DESCRIPTION OF THE TASK => Produce a verbatim copy of the entries listed below.
------ SOURCE DATA ------
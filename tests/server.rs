//! HTTP API routes and error contract.

mod common;

use serde_json::{json, Value};
use std::time::Duration;
use tempfile::TempDir;

use common::{app_with_ollama, minimal_docx, mock_ollama, EMBED_MODEL};
use docrag::server;

async fn serve(app: docrag::app::App) -> String {
    let listener = tokio::net::TcpListener::bind("127.0.0.1:0").await.unwrap();
    let addr = listener.local_addr().unwrap();
    tokio::spawn(async move {
        axum::serve(listener, server::router(app)).await.ok();
    });
    format!("http://{}", addr)
}

async fn wait_for_completion(client: &reqwest::Client, base: &str, document_id: &str) -> Value {
    let url = format!("{}/documents/{}/status", base, document_id);
    for _ in 0..50 {
        let body: Value = client.get(&url).send().await.unwrap().json().await.unwrap();
        if body["task"]["state"] == "completed" {
            return body;
        }
        tokio::time::sleep(Duration::from_millis(100)).await;
    }
    panic!("document {} did not finish ingesting within 5 seconds", document_id);
}

#[tokio::test]
async fn test_routes_end_to_end() {
    let ollama = mock_ollama().await;
    let tmp = TempDir::new().unwrap();
    let (app, provider_id) = app_with_ollama(&tmp, &ollama).await;
    let base = serve(app).await;
    let client = reqwest::Client::new();

    let health: Value = client
        .get(format!("{}/health", base))
        .send()
        .await
        .unwrap()
        .json()
        .await
        .unwrap();
    assert_eq!(health["status"], "ok");

    let providers: Value = client
        .get(format!("{}/providers", base))
        .send()
        .await
        .unwrap()
        .json()
        .await
        .unwrap();
    assert_eq!(providers[0]["name"], "ollama");
    assert!(providers[0].get("credential").is_none());

    let test = client
        .post(format!("{}/providers/{}/test", base, provider_id))
        .send()
        .await
        .unwrap();
    assert_eq!(test.status(), 200);
    let test: Value = test.json().await.unwrap();
    assert_eq!(test["success"], true);

    let models: Value = client
        .post(format!("{}/providers/{}/refresh", base, provider_id))
        .send()
        .await
        .unwrap()
        .json()
        .await
        .unwrap();
    assert_eq!(models[0]["modelId"], EMBED_MODEL);

    let create = json!({
        "name": "handbook",
        "chunkSize": 100,
        "chunkOverlap": 10,
        "embeddingProviderId": provider_id,
        "embeddingModelId": EMBED_MODEL
    });
    let resp = client
        .post(format!("{}/collections", base))
        .json(&create)
        .send()
        .await
        .unwrap();
    assert_eq!(resp.status(), 201);
    let collection: Value = resp.json().await.unwrap();
    let collection_id = collection["id"].as_str().unwrap().to_string();

    let dup = client
        .post(format!("{}/collections", base))
        .json(&create)
        .send()
        .await
        .unwrap();
    assert_eq!(dup.status(), 409);
    let dup: Value = dup.json().await.unwrap();
    assert_eq!(dup["error"]["code"], "duplicate");

    let upload = client
        .post(format!(
            "{}/collections/{}/documents?filename=handbook.docx",
            base, collection_id
        ))
        .body(minimal_docx(&["Holiday policy", "Invoice approvals go to finance"]))
        .send()
        .await
        .unwrap();
    assert_eq!(upload.status(), 202);
    let document: Value = upload.json().await.unwrap();
    let document_id = document["id"].as_str().unwrap().to_string();
    assert_eq!(document["fileType"], "docx");

    let status = wait_for_completion(&client, &base, &document_id).await;
    assert!(status["chunkCount"].as_u64().unwrap() >= 1);
    assert_eq!(status["chunkCount"], status["embeddedCount"]);

    let search: Value = client
        .post(format!("{}/search", base))
        .json(&json!({ "query": "holiday", "collectionIds": [collection_id], "limit": 3 }))
        .send()
        .await
        .unwrap()
        .json()
        .await
        .unwrap();
    assert_eq!(search["hits"][0]["chunk"]["documentId"], document_id.as_str());
}

#[tokio::test]
async fn test_error_contract() {
    let ollama = mock_ollama().await;
    let tmp = TempDir::new().unwrap();
    let (app, provider_id) = app_with_ollama(&tmp, &ollama).await;
    let collection = app
        .pipeline
        .create_collection(docrag::ingest::NewCollection {
            name: "c".to_string(),
            embedding_provider_id: provider_id,
            embedding_model_id: EMBED_MODEL.to_string(),
            ..Default::default()
        })
        .await
        .unwrap();
    let base = serve(app).await;
    let client = reqwest::Client::new();

    let unsupported = client
        .post(format!(
            "{}/collections/{}/documents?filename=notes.txt",
            base, collection.id
        ))
        .body("plain text")
        .send()
        .await
        .unwrap();
    assert_eq!(unsupported.status(), 400);
    let body: Value = unsupported.json().await.unwrap();
    assert_eq!(body["error"]["code"], "unsupported_type");

    let zero_limit = client
        .post(format!("{}/search", base))
        .json(&json!({ "query": "x", "collectionIds": [collection.id], "limit": 0 }))
        .send()
        .await
        .unwrap();
    assert_eq!(zero_limit.status(), 400);

    let unknown = client
        .post(format!("{}/search", base))
        .json(&json!({ "query": "x", "collectionIds": ["missing"] }))
        .send()
        .await
        .unwrap();
    assert_eq!(unknown.status(), 404);
    let body: Value = unknown.json().await.unwrap();
    assert_eq!(body["error"]["code"], "not_found");

    let missing_provider = client
        .get(format!("{}/providers/nope/models", base))
        .send()
        .await
        .unwrap();
    assert_eq!(missing_provider.status(), 404);
}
------
FINISHED EXERCISE =>
filename tests/server.rs
//! HTTP API routes and error contract.

mod common;

use serde_json::{json, Value};
use std::time::Duration;
use tempfile::TempDir;

use common::{app_with_ollama, minimal_docx, mock_ollama, EMBED_MODEL};
use docrag::server;

async fn serve(app: docrag::app::App) -> String {
    let listener = tokio::net::TcpListener::bind("127.0.0.1:0").await.unwrap();
    let addr = listener.local_addr().unwrap();
    tokio::spawn(async move {
        axum::serve(listener, server::router(app)).await.ok();
    });
    format!("http://{}", addr)
}

async fn wait_for_completion(client: &reqwest::Client, base: &str, document_id: &str) -> Value {
    let url = format!("{}/documents/{}/status", base, document_id);
    for _ in 0..50 {
        let body: Value = client.get(&url).send().await.unwrap().json().await.unwrap();
        if body["task"]["state"] == "completed" {
            return body;
        }
        tokio::time::sleep(Duration::from_millis(100)).await;
    }
    panic!("document {} did not finish ingesting within 5 seconds", document_id);
}

#[tokio::test]
async fn test_routes_end_to_end() {
    let ollama = mock_ollama().await;
    let tmp = TempDir::new().unwrap();
    let (app, provider_id) = app_with_ollama(&tmp, &ollama).await;
    let base = serve(app).await;
    let client = reqwest::Client::new();

    let health: Value = client
        .get(format!("{}/health", base))
        .send()
        .await
        .unwrap()
        .json()
        .await
        .unwrap();
    assert_eq!(health["status"], "ok");

    let providers: Value = client
        .get(format!("{}/providers", base))
        .send()
        .await
        .unwrap()
        .json()
        .await
        .unwrap();
    assert_eq!(providers[0]["name"], "ollama");
    assert!(providers[0].get("credential").is_none());

    let test = client
        .post(format!("{}/providers/{}/test", base, provider_id))
        .send()
        .await
        .unwrap();
    assert_eq!(test.status(), 200);
    let test: Value = test.json().await.unwrap();
    assert_eq!(test["success"], true);

    let models: Value = client
        .post(format!("{}/providers/{}/refresh", base, provider_id))
        .send()
        .await
        .unwrap()
        .json()
        .await
        .unwrap();
    assert_eq!(models[0]["modelId"], EMBED_MODEL);

    let create = json!({
        "name": "handbook",
        "chunkSize": 100,
        "chunkOverlap": 10,
        "embeddingProviderId": provider_id,
        "embeddingModelId": EMBED_MODEL
    });
    let resp = client
        .post(format!("{}/collections", base))
        .json(&create)
        .send()
        .await
        .unwrap();
    assert_eq!(resp.status(), 201);
    let collection: Value = resp.json().await.unwrap();
    let collection_id = collection["id"].as_str().unwrap().to_string();

    let dup = client
        .post(format!("{}/collections", base))
        .json(&create)
        .send()
        .await
        .unwrap();
    assert_eq!(dup.status(), 409);
    let dup: Value = dup.json().await.unwrap();
    assert_eq!(dup["error"]["code"], "duplicate");

    let upload = client
        .post(format!(
            "{}/collections/{}/documents?filename=handbook.docx",
            base, collection_id
        ))
        .body(minimal_docx(&["Holiday policy", "Invoice approvals go to finance"]))
        .send()
        .await
        .unwrap();
    assert_eq!(upload.status(), 202);
    let document: Value = upload.json().await.unwrap();
    let document_id = document["id"].as_str().unwrap().to_string();
    assert_eq!(document["fileType"], "docx");

    let status = wait_for_completion(&client, &base, &document_id).await;
    assert!(status["chunkCount"].as_u64().unwrap() >= 1);
    assert_eq!(status["chunkCount"], status["embeddedCount"]);

    let search: Value = client
        .post(format!("{}/search", base))
        .json(&json!({ "query": "holiday", "collectionIds": [collection_id], "limit": 3 }))
        .send()
        .await
        .unwrap()
        .json()
        .await
        .unwrap();
    assert_eq!(search["hits"][0]["chunk"]["documentId"], document_id.as_str());
}

#[tokio::test]
async fn test_error_contract() {
    let ollama = mock_ollama().await;
    let tmp = TempDir::new().unwrap();
    let (app, provider_id) = app_with_ollama(&tmp, &ollama).await;
    let collection = app
        .pipeline
        .create_collection(docrag::ingest::NewCollection {
            name: "c".to_string(),
            embedding_provider_id: provider_id,
            embedding_model_id: EMBED_MODEL.to_string(),
            ..Default::default()
        })
        .await
        .unwrap();
    let base = serve(app).await;
    let client = reqwest::Client::new();

    let unsupported = client
        .post(format!(
            "{}/collections/{}/documents?filename=notes.txt",
            base, collection.id
        ))
        .body("plain text")
        .send()
        .await
        .unwrap();
    assert_eq!(unsupported.status(), 400);
    let body: Value = unsupported.json().await.unwrap();
    assert_eq!(body["error"]["code"], "unsupported_type");

    let zero_limit = client
        .post(format!("{}/search", base))
        .json(&json!({ "query": "x", "collectionIds": [collection.id], "limit": 0 }))
        .send()
        .await
        .unwrap();
    assert_eq!(zero_limit.status(), 400);

    let unknown = client
        .post(format!("{}/search", base))
        .json(&json!({ "query": "x", "collectionIds": ["missing"] }))
        .send()
        .await
        .unwrap();
    assert_eq!(unknown.status(), 404);
    let body: Value = unknown.json().await.unwrap();
    assert_eq!(body["error"]["code"], "not_found");

    let missing_provider = client
        .get(format!("{}/providers/nope/models", base))
        .send()
        .await
        .unwrap();
    assert_eq!(missing_provider.status(), 404);
}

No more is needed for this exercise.